*DATA IN THIS EXERCISE*.
————————
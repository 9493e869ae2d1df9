use crate::error::Result;
use crate::github::{GitHubClient, GitHubRepository};
use crate::settings::Settings;
use crate::source::{PackageIndex, RemoteReleaseSource, VcsReleases};

pub struct RepositoryFactory;

impl RepositoryFactory {
    pub fn create_release_source(settings: &Settings) -> Result<RemoteReleaseSource> {
        let index = PackageIndex::new(settings.mirrors.clone())?;
        let vcs = VcsReleases::new(GitHubClient::from_env()?);
        Ok(RemoteReleaseSource::new(index, vcs))
    }

    pub fn create_remote(repository: &str) -> Result<GitHubRepository> {
        GitHubRepository::new(GitHubClient::from_env()?, repository)
    }
}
————————
*WHAT THIS TASK INVOLVES*. Set down the listing again, exactly.

*OUTPUT OF THE TASK*.
repository 9493e869ae2d1df9
use crate::error::Result;
use crate::github::{GitHubClient, GitHubRepository};
use crate::settings::Settings;
use crate::source::{PackageIndex, RemoteReleaseSource, VcsReleases};

pub struct RepositoryFactory;

impl RepositoryFactory {
    pub fn create_release_source(settings: &Settings) -> Result<RemoteReleaseSource> {
        let index = PackageIndex::new(settings.mirrors.clone())?;
        let vcs = VcsReleases::new(GitHubClient::from_env()?);
        Ok(RemoteReleaseSource::new(index, vcs))
    }

    pub fn create_remote(repository: &str) -> Result<GitHubRepository> {
        GitHubRepository::new(GitHubClient::from_env()?, repository)
    }
}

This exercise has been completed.